[Stored data entries]
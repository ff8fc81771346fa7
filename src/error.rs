use thiserror::Error;

#[derive(Error, Debug)]
pub enum EtlError {
    #[error("HTTP request failed: {0}")]
    Http(#[from] reqwest::Error),

    #[error("JSON deserialization failed: {0}")]
    Json(#[from] serde_json::Error),

    #[error("TOML deserialization failed: {0}")]
    Toml(#[from] toml::de::Error),

    #[error("I/O error: {0}")]
    Io(#[from] std::io::Error),

    #[error("Document store error: {0}")]
    Store(#[from] rusqlite::Error),

    #[error("Configuration error: {0}")]
    Config(String),

    #[error("Record error: {0}")]
    Record(String),

    #[error("Missing required field: {0}")]
    MissingField(String),

    #[error("{api} API error (status {status}): {message}")]
    Api {
        api: String,
        status: u16,
        message: String,
    },
}

impl EtlError {
    /// Startup failures that must stop the process before any pair runs.
    pub fn is_config(&self) -> bool {
        matches!(self, EtlError::Config(_) | EtlError::Toml(_))
    }
}

pub type Result<T> = std::result::Result<T, EtlError>;
/// Source name constants used by the CLI, logs and console reporting.

// User-facing source names (used in CLI)
pub const VIDEOS_SOURCE: &str = "videos";
pub const TRACKS_SOURCE: &str = "tracks";

// API names reported in errors and summaries
pub const YOUTUBE_API: &str = "youtube";
pub const SPOTIFY_API: &str = "spotify";

pub const YOUTUBE_BASE_URL: &str = "https://www.googleapis.com/youtube/v3";
pub const SPOTIFY_BASE_URL: &str = "https://api.spotify.com/v1";

// Store layout
pub const VIDEOS_COLLECTION: &str = "youtube_videos";
pub const TRACKS_COLLECTION: &str = "spotify_tracks";

// Natural keys
pub const VIDEO_KEY_FIELD: &str = "video_id";
pub const TRACK_KEY_FIELD: &str = "track_id";

// Credentials and connection string
pub const YOUTUBE_API_KEY_ENV: &str = "YOUTUBE_API_KEY";
pub const SPOTIFY_TOKEN_ENV: &str = "SPOTIFY_ACCESS_TOKEN";
pub const STORE_URI_ENV: &str = "STORE_URI";

/// Upper bound the external APIs accept for a single page.
pub const MAX_PAGE_SIZE: u32 = 50;
pub const DEFAULT_PAGE_SIZE: u32 = 10;
pub const DEFAULT_DELAY_MS: u64 = 500;
pub const DEFAULT_TIMEOUT_SECONDS: u64 = 30;
pub const DEFAULT_REGION: &str = "BR";

/// Label used whenever a category code has no mapping.
pub const UNKNOWN_CATEGORY: &str = "Unknown";

/// Get all supported source names
pub fn get_supported_sources() -> Vec<&'static str> {
    vec![VIDEOS_SOURCE, TRACKS_SOURCE]
}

* [TASK DETAILS]
Reproduce each line of the data containing the word "names".

* [EXERCISE RESPONSE]
// User-facing source names (used in CLI)
// API names reported in errors and summaries
/// Get all supported source names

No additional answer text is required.